▶ [Task item]: Search the material for "OutputFormat" and copy each line in which it is found.
----------
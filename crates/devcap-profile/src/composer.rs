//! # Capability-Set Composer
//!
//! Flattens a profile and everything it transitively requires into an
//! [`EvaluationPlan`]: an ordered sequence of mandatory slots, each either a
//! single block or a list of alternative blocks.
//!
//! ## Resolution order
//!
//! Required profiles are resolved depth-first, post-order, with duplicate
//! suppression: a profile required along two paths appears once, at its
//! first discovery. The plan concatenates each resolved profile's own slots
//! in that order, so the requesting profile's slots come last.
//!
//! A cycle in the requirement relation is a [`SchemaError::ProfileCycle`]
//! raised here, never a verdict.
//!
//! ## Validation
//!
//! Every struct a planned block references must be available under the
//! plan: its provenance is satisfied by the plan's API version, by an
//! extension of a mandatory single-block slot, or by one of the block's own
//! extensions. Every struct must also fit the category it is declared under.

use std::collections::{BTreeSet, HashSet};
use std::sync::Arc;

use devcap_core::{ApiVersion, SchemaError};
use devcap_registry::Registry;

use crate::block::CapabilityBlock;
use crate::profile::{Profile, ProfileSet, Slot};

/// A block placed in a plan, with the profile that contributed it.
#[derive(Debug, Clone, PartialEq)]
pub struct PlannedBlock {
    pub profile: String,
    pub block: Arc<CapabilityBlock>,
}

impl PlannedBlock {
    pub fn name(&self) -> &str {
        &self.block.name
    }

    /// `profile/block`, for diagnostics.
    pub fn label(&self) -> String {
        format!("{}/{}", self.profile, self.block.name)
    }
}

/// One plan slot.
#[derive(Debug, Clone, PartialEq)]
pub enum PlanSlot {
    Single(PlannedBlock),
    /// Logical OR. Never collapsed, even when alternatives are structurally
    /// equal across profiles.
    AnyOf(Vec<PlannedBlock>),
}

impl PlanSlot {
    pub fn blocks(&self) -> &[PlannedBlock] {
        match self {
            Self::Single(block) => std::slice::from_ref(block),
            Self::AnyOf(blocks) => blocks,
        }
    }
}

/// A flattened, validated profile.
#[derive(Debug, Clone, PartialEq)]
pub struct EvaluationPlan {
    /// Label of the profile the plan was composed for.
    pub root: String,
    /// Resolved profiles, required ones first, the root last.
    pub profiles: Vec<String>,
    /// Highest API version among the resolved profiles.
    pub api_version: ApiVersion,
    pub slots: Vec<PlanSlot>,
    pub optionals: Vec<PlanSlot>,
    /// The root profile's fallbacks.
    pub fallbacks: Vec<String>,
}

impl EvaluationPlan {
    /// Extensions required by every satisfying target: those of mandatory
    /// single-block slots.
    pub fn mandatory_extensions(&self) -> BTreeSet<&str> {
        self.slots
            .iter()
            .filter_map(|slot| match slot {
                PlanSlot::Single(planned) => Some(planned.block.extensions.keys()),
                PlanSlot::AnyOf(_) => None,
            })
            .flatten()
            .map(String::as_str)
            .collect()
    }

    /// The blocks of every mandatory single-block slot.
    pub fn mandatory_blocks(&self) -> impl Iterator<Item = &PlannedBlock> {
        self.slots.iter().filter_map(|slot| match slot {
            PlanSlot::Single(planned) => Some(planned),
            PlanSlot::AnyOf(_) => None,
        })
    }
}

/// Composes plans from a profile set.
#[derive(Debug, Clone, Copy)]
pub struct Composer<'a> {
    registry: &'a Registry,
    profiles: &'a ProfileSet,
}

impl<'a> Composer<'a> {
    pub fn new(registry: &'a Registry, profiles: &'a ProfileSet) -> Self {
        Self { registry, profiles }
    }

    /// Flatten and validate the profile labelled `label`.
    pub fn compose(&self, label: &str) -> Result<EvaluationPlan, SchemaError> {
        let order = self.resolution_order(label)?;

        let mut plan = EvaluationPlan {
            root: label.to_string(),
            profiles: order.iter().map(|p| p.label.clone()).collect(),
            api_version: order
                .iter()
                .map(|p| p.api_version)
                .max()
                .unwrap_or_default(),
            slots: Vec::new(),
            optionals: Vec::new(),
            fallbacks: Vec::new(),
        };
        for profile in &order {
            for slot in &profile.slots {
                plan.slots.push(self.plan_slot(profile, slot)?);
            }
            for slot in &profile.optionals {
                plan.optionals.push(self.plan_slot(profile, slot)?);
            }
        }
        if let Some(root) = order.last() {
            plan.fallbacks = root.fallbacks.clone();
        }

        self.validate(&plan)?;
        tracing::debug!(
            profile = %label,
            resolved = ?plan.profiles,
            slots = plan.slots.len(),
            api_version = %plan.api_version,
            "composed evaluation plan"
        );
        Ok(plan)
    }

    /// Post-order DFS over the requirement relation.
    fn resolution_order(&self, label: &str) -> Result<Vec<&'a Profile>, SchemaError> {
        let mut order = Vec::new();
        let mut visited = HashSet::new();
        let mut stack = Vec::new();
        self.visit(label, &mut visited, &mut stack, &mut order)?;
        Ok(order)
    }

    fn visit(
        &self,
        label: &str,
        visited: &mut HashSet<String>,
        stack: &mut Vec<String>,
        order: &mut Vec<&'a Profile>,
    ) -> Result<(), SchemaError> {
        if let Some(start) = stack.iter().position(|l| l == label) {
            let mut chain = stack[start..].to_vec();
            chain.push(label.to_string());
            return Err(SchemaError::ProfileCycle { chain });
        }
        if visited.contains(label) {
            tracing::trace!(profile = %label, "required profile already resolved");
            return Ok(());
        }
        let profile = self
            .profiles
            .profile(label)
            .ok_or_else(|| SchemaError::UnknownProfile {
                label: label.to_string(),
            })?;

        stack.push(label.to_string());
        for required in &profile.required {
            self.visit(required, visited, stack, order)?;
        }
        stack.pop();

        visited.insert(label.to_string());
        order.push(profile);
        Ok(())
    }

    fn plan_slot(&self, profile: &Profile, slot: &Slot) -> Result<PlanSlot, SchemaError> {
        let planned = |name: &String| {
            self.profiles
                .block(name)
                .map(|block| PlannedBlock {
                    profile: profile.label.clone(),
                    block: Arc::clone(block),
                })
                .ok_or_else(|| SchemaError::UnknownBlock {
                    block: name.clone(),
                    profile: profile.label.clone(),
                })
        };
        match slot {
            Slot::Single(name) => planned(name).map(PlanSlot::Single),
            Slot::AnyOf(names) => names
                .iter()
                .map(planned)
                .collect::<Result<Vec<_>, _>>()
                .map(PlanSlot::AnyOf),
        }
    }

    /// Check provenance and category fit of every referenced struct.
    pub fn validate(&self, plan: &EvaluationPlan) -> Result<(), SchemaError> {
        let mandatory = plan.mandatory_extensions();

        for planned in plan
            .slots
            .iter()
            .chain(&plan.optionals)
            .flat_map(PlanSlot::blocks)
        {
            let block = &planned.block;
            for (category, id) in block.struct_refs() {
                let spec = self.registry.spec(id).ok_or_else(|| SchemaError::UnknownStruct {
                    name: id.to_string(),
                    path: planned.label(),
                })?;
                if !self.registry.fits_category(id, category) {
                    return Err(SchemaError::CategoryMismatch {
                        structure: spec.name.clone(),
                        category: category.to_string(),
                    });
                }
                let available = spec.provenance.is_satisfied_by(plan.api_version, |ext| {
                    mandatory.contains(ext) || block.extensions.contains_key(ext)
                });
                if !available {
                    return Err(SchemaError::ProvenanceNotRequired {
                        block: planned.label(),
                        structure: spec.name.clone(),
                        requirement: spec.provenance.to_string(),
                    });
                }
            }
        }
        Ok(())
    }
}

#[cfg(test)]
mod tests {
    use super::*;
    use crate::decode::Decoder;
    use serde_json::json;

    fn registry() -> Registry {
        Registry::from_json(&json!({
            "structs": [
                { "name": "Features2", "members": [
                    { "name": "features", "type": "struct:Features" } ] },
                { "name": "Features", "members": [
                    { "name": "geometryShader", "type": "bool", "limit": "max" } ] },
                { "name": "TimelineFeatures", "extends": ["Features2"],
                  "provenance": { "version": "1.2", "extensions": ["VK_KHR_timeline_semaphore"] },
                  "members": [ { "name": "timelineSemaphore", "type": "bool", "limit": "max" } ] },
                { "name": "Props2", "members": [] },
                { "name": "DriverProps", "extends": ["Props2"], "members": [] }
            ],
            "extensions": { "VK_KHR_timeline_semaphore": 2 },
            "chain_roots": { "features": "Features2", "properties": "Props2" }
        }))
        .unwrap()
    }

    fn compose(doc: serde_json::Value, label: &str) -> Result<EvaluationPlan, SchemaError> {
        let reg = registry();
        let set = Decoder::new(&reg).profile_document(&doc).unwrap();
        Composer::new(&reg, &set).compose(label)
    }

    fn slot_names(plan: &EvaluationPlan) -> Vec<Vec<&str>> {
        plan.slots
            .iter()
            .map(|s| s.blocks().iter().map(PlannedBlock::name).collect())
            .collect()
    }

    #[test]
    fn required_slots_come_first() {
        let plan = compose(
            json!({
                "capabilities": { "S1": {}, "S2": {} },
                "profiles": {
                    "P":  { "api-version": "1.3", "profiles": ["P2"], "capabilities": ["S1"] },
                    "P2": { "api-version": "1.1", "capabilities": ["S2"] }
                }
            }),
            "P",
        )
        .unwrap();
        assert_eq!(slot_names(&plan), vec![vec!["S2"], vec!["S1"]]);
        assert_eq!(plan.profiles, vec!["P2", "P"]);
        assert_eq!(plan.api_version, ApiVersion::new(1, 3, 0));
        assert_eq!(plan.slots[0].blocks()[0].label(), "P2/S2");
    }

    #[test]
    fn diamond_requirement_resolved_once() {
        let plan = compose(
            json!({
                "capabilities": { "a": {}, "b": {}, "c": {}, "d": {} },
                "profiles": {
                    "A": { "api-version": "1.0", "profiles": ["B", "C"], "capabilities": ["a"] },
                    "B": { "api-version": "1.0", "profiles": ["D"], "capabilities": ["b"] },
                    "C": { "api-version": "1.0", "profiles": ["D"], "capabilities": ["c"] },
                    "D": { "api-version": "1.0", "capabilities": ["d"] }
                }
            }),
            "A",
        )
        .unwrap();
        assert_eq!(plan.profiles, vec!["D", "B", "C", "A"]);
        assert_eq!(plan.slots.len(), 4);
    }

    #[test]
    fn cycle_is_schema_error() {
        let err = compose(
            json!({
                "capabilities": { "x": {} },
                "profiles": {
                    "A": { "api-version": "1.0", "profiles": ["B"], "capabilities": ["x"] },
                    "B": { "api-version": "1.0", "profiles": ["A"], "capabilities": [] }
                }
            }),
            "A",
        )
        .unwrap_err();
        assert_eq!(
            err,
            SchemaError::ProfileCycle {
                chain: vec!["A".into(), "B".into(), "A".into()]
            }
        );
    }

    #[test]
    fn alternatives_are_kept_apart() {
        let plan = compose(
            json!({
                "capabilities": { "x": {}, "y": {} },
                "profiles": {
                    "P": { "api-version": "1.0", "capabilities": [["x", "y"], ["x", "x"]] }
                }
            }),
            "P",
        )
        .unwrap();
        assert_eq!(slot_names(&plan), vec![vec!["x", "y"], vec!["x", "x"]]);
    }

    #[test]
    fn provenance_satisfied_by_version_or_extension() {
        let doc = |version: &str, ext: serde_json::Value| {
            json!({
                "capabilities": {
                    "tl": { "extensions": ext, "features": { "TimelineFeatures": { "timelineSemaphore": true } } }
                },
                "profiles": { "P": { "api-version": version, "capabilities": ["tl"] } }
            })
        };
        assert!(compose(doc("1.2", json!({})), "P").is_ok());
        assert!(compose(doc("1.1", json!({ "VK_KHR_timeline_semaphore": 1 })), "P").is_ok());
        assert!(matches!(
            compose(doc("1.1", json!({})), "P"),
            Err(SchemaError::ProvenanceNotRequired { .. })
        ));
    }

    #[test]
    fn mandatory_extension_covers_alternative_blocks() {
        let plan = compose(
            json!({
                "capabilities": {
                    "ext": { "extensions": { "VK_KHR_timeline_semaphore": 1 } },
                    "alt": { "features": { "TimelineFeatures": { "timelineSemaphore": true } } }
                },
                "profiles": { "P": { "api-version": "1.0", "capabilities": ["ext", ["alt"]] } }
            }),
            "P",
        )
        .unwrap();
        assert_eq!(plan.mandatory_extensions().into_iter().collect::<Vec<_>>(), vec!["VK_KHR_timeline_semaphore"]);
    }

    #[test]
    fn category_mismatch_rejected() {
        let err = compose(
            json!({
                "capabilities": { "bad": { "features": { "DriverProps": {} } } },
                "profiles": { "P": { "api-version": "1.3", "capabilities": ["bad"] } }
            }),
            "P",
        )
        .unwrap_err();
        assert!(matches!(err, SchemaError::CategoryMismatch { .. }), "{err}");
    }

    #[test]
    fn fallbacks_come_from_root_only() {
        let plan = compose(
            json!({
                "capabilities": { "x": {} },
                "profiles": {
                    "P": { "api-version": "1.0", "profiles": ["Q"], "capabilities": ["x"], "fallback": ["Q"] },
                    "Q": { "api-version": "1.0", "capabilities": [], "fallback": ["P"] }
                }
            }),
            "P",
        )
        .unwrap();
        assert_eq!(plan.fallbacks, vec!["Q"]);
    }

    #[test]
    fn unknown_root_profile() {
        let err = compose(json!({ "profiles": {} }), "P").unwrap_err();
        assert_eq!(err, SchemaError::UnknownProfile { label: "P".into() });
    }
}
----------
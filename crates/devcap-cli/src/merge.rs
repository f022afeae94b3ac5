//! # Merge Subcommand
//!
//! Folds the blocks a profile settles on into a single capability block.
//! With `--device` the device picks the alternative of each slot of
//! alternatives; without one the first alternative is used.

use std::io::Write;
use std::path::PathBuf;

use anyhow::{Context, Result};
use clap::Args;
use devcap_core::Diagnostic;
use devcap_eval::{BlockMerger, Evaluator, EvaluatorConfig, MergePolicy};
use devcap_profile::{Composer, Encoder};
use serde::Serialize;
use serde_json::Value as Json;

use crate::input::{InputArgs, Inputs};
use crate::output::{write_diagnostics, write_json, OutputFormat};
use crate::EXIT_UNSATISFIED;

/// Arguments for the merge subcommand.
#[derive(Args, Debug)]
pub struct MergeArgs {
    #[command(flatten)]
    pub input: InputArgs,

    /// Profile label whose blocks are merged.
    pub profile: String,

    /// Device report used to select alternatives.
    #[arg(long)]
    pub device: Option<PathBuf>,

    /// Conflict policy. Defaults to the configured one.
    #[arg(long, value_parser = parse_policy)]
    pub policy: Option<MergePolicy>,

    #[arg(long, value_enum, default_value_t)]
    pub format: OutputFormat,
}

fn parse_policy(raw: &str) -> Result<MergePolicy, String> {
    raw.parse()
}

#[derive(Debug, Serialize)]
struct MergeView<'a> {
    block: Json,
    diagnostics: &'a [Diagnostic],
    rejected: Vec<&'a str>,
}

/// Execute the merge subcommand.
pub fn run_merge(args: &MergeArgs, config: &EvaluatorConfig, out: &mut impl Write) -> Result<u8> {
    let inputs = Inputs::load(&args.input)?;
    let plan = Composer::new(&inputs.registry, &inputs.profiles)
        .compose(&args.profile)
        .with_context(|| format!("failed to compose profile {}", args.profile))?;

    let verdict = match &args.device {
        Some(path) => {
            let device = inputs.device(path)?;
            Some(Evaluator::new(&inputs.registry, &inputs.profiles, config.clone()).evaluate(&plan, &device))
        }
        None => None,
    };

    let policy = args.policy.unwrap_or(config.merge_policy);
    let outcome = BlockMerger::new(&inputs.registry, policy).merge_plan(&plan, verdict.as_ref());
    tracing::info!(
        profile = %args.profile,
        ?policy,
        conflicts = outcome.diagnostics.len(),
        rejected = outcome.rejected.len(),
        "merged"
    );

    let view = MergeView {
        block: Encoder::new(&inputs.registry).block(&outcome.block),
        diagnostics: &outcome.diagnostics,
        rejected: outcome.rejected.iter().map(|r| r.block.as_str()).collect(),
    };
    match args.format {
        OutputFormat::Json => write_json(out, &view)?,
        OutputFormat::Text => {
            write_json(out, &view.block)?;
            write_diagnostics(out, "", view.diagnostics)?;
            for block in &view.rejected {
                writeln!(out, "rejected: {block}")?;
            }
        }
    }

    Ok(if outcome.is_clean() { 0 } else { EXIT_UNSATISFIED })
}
----------
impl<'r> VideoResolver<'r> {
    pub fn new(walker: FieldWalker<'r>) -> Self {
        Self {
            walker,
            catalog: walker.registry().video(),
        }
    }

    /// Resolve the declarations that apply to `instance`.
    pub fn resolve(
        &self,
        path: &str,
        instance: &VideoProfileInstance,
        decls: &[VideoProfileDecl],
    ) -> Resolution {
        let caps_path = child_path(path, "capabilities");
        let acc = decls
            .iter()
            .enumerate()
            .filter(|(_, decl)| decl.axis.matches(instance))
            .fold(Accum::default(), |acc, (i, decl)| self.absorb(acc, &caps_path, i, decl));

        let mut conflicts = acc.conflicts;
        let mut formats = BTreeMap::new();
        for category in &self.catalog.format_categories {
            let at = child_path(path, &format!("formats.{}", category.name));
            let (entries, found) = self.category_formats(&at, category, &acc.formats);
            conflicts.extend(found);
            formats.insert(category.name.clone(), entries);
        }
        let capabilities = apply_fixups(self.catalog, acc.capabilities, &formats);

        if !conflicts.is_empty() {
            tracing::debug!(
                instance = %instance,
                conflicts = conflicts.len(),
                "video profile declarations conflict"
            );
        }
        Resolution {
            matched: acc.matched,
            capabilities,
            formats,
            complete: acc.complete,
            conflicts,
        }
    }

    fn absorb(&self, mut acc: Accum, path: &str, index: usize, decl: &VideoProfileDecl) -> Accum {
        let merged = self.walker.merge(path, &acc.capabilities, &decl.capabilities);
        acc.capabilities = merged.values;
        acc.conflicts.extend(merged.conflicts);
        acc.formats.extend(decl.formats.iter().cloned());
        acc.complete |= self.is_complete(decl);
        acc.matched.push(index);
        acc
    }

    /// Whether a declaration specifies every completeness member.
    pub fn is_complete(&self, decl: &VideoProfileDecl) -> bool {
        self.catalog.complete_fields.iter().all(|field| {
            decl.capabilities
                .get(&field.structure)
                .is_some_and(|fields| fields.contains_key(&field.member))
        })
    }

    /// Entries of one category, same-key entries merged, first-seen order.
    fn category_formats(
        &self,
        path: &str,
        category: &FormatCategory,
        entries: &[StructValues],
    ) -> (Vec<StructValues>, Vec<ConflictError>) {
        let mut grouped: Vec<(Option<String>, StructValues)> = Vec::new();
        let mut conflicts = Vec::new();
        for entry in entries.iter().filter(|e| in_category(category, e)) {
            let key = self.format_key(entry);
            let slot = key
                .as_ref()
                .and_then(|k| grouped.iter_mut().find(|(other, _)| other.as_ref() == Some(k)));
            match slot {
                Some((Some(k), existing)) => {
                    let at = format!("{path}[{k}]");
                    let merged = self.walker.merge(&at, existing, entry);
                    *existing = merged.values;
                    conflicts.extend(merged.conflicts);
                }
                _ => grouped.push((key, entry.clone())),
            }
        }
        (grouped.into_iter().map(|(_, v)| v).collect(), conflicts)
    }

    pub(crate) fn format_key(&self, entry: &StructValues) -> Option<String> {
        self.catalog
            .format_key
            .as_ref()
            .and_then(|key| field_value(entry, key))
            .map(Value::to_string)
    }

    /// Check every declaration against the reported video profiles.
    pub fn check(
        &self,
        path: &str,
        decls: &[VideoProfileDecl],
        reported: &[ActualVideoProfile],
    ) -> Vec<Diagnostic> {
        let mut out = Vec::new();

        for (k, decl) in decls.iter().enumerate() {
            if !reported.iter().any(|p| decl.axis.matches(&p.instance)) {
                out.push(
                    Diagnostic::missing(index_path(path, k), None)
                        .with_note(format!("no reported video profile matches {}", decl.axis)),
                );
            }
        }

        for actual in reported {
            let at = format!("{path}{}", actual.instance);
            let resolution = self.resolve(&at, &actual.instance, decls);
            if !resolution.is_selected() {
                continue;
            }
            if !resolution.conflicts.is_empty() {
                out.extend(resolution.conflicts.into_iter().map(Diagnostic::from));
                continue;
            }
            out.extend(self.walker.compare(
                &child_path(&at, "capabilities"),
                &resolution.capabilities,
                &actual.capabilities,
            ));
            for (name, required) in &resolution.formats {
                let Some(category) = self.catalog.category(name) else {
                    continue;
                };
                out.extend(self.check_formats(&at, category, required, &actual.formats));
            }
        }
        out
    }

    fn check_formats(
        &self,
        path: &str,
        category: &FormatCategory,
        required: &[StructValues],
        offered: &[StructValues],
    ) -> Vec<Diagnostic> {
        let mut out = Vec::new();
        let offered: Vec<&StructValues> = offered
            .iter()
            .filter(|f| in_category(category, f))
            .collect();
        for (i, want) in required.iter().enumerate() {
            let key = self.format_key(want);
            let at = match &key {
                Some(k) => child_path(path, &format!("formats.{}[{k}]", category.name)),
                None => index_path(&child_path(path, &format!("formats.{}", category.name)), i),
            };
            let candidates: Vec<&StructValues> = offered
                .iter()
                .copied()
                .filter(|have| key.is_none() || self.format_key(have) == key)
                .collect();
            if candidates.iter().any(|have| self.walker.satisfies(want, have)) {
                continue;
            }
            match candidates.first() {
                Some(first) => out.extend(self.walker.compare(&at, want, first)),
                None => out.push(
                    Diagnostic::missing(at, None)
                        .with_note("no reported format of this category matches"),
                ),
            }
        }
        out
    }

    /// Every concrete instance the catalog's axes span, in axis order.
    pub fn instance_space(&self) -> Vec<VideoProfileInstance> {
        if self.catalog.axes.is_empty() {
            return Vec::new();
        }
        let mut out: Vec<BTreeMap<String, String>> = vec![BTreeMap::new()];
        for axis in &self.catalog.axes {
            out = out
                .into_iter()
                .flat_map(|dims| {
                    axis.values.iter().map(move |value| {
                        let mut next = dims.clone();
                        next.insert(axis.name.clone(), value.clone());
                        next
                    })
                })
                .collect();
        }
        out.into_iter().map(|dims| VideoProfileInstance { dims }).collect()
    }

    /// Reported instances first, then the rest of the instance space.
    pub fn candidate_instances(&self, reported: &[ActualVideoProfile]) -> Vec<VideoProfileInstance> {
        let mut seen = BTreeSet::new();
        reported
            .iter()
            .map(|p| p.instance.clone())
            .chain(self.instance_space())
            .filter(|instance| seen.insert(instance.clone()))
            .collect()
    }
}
----------
▶ [The completed task]:
use crate::output::{write_diagnostics, write_json, OutputFormat};
    pub format: OutputFormat,
        OutputFormat::Json => write_json(out, &view)?,
        OutputFormat::Text => {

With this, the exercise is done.